[[ MATERIAL FOR THE TASK open ]]
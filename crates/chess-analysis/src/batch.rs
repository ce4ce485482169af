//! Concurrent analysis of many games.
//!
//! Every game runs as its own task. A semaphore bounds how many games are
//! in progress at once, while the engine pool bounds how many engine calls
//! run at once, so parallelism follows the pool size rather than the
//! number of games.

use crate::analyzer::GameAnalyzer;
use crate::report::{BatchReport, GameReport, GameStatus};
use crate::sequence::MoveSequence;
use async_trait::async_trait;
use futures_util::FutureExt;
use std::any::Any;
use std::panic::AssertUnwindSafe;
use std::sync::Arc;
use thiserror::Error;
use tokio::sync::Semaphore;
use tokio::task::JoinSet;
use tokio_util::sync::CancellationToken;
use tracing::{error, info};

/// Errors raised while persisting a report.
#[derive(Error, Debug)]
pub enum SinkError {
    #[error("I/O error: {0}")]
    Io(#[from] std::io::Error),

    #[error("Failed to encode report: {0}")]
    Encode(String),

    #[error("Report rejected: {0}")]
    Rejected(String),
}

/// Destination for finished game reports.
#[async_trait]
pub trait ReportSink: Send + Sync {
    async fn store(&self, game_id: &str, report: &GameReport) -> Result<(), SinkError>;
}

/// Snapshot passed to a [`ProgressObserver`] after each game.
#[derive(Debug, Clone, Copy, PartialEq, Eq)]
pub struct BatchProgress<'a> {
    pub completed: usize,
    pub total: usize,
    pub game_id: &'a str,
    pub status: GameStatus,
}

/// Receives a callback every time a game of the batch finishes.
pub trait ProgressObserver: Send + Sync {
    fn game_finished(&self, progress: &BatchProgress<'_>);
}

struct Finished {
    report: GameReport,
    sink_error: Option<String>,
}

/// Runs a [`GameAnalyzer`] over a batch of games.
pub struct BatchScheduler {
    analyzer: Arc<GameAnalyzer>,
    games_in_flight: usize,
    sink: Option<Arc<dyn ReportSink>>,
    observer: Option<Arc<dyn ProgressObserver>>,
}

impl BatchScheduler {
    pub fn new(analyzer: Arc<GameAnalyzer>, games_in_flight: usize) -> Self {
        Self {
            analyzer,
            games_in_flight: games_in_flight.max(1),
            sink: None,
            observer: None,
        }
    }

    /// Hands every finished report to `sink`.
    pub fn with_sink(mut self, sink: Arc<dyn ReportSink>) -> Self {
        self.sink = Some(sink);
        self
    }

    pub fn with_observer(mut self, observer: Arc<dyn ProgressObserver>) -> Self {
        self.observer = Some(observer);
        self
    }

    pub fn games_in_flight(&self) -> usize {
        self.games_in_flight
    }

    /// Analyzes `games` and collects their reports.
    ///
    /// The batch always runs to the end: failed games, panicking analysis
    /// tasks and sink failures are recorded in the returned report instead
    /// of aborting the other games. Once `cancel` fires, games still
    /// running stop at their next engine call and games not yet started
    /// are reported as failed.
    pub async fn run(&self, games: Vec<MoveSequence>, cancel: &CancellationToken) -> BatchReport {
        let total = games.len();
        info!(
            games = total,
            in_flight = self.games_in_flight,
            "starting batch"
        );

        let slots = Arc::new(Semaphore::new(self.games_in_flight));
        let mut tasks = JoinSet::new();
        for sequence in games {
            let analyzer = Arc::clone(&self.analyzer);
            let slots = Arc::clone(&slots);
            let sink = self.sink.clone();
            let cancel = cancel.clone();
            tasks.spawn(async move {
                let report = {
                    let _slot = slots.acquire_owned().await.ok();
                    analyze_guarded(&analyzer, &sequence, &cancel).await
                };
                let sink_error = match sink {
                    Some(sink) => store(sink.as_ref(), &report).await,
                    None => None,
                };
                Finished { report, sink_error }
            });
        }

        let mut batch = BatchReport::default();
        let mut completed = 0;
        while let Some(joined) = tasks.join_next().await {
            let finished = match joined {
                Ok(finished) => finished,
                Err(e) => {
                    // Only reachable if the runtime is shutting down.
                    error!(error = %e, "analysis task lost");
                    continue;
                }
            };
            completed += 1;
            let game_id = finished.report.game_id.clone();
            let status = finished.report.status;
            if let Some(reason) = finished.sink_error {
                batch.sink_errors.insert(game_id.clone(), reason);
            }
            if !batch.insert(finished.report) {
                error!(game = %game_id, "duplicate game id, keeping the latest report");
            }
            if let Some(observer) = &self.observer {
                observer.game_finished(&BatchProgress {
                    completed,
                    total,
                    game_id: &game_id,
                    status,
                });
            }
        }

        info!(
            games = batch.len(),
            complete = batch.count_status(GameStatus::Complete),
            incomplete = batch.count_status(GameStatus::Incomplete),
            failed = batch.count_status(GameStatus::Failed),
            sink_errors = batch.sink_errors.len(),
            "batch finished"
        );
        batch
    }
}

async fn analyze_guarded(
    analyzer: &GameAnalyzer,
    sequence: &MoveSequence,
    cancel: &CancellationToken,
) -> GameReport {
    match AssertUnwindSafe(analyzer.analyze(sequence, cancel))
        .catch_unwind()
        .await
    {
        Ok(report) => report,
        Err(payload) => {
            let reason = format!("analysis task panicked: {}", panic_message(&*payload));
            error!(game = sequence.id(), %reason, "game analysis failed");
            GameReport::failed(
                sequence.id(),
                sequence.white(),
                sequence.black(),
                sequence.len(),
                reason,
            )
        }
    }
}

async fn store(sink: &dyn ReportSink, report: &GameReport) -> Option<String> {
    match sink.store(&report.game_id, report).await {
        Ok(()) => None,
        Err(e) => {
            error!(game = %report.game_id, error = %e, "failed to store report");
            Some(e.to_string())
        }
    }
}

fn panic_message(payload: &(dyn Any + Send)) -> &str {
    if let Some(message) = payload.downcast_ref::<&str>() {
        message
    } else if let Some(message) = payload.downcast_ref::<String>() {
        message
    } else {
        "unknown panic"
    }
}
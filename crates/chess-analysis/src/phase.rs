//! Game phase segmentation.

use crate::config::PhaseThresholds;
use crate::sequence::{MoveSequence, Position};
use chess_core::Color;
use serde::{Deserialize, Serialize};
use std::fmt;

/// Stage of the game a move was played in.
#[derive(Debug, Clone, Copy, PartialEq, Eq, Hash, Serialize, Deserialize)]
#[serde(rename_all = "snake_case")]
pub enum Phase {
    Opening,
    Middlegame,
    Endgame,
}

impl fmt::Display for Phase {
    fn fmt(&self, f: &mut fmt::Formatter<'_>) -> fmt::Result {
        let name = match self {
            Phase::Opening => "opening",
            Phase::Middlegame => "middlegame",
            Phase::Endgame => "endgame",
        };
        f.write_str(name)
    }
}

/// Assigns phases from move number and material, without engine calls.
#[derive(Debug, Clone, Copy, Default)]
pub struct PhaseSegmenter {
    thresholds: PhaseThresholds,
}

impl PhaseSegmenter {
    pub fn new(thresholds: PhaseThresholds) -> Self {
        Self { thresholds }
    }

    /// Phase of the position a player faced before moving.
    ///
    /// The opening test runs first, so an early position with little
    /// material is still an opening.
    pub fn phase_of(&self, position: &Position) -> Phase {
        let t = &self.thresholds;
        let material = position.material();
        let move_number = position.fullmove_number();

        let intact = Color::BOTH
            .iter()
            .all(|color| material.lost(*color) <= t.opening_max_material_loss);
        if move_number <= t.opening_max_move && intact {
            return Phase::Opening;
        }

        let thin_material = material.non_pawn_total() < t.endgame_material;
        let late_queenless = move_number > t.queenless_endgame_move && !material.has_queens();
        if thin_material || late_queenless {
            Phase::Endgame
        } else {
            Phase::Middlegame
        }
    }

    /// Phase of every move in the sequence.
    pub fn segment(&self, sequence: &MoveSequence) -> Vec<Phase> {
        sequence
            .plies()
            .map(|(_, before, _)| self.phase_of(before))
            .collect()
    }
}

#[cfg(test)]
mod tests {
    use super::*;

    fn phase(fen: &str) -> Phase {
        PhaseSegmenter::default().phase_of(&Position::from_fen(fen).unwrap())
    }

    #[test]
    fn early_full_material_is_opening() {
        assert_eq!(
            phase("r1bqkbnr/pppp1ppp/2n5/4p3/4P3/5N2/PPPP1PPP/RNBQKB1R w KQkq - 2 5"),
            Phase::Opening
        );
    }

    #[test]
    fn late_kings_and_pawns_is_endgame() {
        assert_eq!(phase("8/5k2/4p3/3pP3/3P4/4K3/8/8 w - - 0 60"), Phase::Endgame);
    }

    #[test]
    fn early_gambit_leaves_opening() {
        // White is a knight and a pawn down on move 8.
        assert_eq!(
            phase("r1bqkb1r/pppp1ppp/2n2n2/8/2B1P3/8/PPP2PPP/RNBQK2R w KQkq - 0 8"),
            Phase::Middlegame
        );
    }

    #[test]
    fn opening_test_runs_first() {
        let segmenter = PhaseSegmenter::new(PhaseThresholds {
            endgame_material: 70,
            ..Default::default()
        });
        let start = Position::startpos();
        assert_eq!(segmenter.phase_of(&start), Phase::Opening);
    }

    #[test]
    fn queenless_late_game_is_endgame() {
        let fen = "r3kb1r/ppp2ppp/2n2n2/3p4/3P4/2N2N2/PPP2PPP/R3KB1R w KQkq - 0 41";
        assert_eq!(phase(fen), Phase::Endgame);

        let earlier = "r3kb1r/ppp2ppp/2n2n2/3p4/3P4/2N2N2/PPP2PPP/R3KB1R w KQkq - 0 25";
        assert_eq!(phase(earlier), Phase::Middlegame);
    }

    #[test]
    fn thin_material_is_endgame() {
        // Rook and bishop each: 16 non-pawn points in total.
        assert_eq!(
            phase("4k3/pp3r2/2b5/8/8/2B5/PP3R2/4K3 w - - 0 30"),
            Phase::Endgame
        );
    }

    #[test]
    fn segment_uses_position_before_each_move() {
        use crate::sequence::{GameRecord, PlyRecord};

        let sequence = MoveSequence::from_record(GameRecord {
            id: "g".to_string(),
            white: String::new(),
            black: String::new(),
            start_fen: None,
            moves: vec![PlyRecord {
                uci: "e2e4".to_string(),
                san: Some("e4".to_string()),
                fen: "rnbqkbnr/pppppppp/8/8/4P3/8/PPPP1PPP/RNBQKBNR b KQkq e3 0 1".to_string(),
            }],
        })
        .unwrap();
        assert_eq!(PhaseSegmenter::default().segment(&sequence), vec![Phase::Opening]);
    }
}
[[ MATERIAL FOR THE TASK closed ]]
[[ MATERIAL FOR THE TASK open ]]
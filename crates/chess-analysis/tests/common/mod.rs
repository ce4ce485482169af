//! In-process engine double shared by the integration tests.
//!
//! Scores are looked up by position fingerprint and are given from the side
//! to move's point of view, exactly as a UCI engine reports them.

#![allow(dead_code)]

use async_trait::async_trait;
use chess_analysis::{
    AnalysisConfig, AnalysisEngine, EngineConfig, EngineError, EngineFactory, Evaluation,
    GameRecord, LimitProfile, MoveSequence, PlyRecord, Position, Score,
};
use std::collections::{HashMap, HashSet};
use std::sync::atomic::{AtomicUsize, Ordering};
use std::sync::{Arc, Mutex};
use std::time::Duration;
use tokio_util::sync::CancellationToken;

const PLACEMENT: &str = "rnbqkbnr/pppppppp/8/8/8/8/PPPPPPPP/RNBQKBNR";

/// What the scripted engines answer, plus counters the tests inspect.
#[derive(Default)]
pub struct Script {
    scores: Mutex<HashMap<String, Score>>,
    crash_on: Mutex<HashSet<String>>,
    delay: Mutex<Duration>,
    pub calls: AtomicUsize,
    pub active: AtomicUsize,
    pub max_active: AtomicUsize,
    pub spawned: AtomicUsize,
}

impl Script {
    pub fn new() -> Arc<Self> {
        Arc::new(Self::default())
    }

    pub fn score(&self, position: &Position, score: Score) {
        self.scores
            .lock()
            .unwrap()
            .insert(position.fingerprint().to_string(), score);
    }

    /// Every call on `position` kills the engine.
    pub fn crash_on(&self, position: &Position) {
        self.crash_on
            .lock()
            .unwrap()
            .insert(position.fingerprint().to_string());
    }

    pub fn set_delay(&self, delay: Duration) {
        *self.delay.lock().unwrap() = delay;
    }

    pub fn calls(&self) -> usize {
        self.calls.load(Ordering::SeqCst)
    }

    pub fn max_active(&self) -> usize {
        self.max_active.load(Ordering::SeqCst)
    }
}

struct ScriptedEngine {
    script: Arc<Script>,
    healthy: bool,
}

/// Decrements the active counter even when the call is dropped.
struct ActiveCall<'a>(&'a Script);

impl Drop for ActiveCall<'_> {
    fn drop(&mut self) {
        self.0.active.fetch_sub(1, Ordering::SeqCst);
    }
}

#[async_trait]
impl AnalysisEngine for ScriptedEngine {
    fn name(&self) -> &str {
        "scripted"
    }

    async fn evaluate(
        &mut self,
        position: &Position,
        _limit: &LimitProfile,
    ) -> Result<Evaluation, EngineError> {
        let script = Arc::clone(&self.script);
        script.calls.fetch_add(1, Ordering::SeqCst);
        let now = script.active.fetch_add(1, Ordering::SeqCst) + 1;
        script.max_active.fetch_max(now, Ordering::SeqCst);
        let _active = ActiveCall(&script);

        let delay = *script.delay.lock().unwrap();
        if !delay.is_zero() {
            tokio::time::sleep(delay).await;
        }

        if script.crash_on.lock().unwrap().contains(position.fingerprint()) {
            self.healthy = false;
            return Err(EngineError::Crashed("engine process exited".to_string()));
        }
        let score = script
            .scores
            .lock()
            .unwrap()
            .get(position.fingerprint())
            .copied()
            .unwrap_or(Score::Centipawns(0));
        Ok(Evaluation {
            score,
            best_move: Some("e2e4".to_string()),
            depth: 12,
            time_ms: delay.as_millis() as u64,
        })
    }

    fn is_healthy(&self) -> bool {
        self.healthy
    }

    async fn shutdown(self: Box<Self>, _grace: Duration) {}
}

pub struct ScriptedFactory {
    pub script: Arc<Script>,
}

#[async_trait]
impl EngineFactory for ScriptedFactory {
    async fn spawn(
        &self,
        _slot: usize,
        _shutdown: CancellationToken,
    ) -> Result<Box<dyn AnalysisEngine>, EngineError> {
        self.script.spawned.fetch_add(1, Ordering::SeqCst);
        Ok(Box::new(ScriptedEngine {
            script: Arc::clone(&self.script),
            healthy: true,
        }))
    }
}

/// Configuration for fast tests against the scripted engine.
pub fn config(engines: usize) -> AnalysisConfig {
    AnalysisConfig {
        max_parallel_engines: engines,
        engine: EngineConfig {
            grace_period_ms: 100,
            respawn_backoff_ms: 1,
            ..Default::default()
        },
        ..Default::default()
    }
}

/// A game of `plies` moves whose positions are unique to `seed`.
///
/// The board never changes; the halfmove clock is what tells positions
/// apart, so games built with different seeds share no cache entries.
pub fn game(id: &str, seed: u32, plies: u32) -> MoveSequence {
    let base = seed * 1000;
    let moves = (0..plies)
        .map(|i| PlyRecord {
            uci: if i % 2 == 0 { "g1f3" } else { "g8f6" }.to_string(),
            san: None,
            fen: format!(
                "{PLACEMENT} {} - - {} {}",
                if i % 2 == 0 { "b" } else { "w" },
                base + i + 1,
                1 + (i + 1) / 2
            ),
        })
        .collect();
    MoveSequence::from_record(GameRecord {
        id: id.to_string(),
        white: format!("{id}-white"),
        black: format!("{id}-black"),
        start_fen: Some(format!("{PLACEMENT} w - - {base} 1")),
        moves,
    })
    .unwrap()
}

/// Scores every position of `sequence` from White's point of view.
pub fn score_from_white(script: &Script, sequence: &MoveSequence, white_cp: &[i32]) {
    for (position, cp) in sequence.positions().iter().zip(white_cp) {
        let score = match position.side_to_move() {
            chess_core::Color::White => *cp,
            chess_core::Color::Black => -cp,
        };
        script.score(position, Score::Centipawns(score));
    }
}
[[ MATERIAL FOR THE TASK closed ]]
WHAT IS NEEDED:
The lines to report are those in the material above that contain the word "bool"; copy every one of them.

RESULT OF THIS TASK:
    healthy: bool,
    fn is_healthy(&self) -> bool {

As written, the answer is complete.